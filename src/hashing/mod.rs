//! BLAKE3 content fingerprints and token hashing.

use std::fmt;

use blake3::Hasher;
use serde::{Deserialize, Serialize};

/// 32-byte BLAKE3 digest of a raw request input (image payload or text).
///
/// Rendered as lowercase hex, which is also the key format of the golden
/// response table.
#[derive(Debug, Clone, Copy, PartialEq, Eq, Hash, Serialize, Deserialize)]
#[serde(transparent)]
pub struct Fingerprint(#[serde(with = "hex_digest")] [u8; 32]);

impl Fingerprint {
    /// Wraps a raw digest.
    pub const fn from_bytes(bytes: [u8; 32]) -> Self {
        Self(bytes)
    }

    /// Parses a 64-character hex digest (case-insensitive).
    pub fn from_hex(hex: &str) -> Option<Self> {
        blake3::Hash::from_hex(hex.trim())
            .ok()
            .map(|h| Self(*h.as_bytes()))
    }

    /// Returns the raw digest bytes.
    pub fn as_bytes(&self) -> &[u8; 32] {
        &self.0
    }

    /// Returns the lowercase hex rendering.
    pub fn to_hex(&self) -> String {
        blake3::Hash::from_bytes(self.0).to_hex().to_string()
    }
}

impl fmt::Display for Fingerprint {
    fn fmt(&self, f: &mut fmt::Formatter<'_>) -> fmt::Result {
        f.write_str(&self.to_hex())
    }
}

mod hex_digest {
    use serde::{Deserialize, Deserializer, Serializer, de::Error};

    pub fn serialize<S: Serializer>(bytes: &[u8; 32], serializer: S) -> Result<S::Ok, S::Error> {
        serializer.serialize_str(blake3::Hash::from_bytes(*bytes).to_hex().as_str())
    }

    pub fn deserialize<'de, D: Deserializer<'de>>(deserializer: D) -> Result<[u8; 32], D::Error> {
        let s = String::deserialize(deserializer)?;
        blake3::Hash::from_hex(s.trim())
            .map(|h| *h.as_bytes())
            .map_err(D::Error::custom)
    }
}

/// Fingerprints raw input bytes.
#[inline]
pub fn fingerprint_input(input: &[u8]) -> Fingerprint {
    Fingerprint(*blake3::hash(input).as_bytes())
}

/// Computes a 64-bit hash of the input data using BLAKE3, truncated from 256 bits.
///
/// Good enough for indexing and feature hashing; use [`fingerprint_input`] when the
/// full digest matters.
#[inline]
pub fn hash_to_u64(data: &[u8]) -> u64 {
    let hash = blake3::hash(data);
    let bytes: [u8; 8] = hash.as_bytes()[0..8]
        .try_into()
        .expect("BLAKE3 always produces at least 8 bytes");
    u64::from_le_bytes(bytes)
}

/// Maps a lexical token to a sparse-vector dimension.
#[inline]
pub fn hash_token(token: &str) -> u32 {
    let mut hasher = Hasher::new();
    hasher.update(b"token|");
    hasher.update(token.as_bytes());
    let hash = hasher.finalize();
    let bytes: [u8; 4] = hash.as_bytes()[0..4]
        .try_into()
        .expect("BLAKE3 always produces at least 4 bytes");
    u32::from_le_bytes(bytes)
}
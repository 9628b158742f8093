use thiserror::Error;

use crate::extraction::ExtractionError;
use crate::guardrail::GuardrailError;

/// Malformed request; no guardrail runs.
#[derive(Debug, Error, Clone, PartialEq, Eq)]
pub enum ValidationError {
    #[error("request must carry non-empty raw_text or image_base64")]
    EmptyInput,

    #[error("prescriber_id must not be blank when present")]
    BlankPrescriberId,
}

/// Errors surfaced to the caller. Retrieval failures never appear here.
#[derive(Debug, Error)]
pub enum PipelineError {
    #[error("validation error: {0}")]
    Validation(#[from] ValidationError),

    #[error("extraction error: {0}")]
    Extraction(#[from] ExtractionError),

    #[error("guardrail error: {0}")]
    Guardrail(#[from] GuardrailError),
}
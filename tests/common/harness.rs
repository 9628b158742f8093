use std::sync::Arc;

use medguard::{
    ExtractedMention, GoldenResponses, GuardrailPipeline, HashingEmbedder, InMemoryGroundTruth,
    LocalTextExtractor, MockExtractor, MockVectorIndex, RetrievalConfig,
};

pub type TestPipeline = GuardrailPipeline<MockVectorIndex, InMemoryGroundTruth>;

/// A pipeline with the bundled rule-based text extractor.
pub fn with_local_extractor(index: MockVectorIndex) -> TestPipeline {
    GuardrailPipeline::new(
        Arc::new(LocalTextExtractor::new()),
        Arc::new(GoldenResponses::empty()),
        Arc::new(HashingEmbedder::default()),
        Arc::new(index),
        Arc::new(super::fixtures::ground_truth()),
        RetrievalConfig::default(),
    )
}

/// A pipeline over mock collaborators, with handles kept for assertions.
pub struct Harness {
    pub pipeline: TestPipeline,
    pub extractor: Arc<MockExtractor>,
    pub index: Arc<MockVectorIndex>,
}

pub struct HarnessConfig {
    pub mentions: Vec<ExtractedMention>,
    pub index: MockVectorIndex,
    pub store: InMemoryGroundTruth,
    pub golden: GoldenResponses,
    pub retrieval: RetrievalConfig,
}

impl Default for HarnessConfig {
    fn default() -> Self {
        Self {
            mentions: Vec::new(),
            index: super::fixtures::scored_index(),
            store: super::fixtures::ground_truth(),
            golden: GoldenResponses::empty(),
            retrieval: RetrievalConfig::default(),
        }
    }
}

pub fn build(config: HarnessConfig) -> Harness {
    let extractor = MockExtractor::returning(config.mentions.clone());
    build_with_extractor(extractor, config)
}

/// Like [`build`], but with a prepared extractor instead of `config.mentions`.
pub fn build_with_extractor(extractor: MockExtractor, config: HarnessConfig) -> Harness {
    let extractor = Arc::new(extractor);
    let index = Arc::new(config.index);

    let pipeline = GuardrailPipeline::new(
        extractor.clone(),
        Arc::new(config.golden),
        Arc::new(HashingEmbedder::default()),
        Arc::clone(&index),
        Arc::new(config.store),
        config.retrieval,
    );

    Harness {
        pipeline,
        extractor,
        index,
    }
}

pub fn with_mentions(mentions: Vec<ExtractedMention>) -> Harness {
    build(HarnessConfig {
        mentions,
        ..HarnessConfig::default()
    })
}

────────────────────────────────────────

Directions.
Above are records; repeat only the lines starting at the line with "of the golden" and ending at the line with "raw digest bytes.", exactly as they appear, both included.

Exercise answer.
/// Rendered as lowercase hex, which is also the key format of the golden
/// response table.
#[derive(Debug, Clone, Copy, PartialEq, Eq, Hash, Serialize, Deserialize)]
#[serde(transparent)]
pub struct Fingerprint(#[serde(with = "hex_digest")] [u8; 32]);

impl Fingerprint {
    /// Wraps a raw digest.
    pub const fn from_bytes(bytes: [u8; 32]) -> Self {
        Self(bytes)
    }

    /// Parses a 64-character hex digest (case-insensitive).
    pub fn from_hex(hex: &str) -> Option<Self> {
        blake3::Hash::from_hex(hex.trim())
            .ok()
            .map(|h| Self(*h.as_bytes()))
    }

    /// Returns the raw digest bytes.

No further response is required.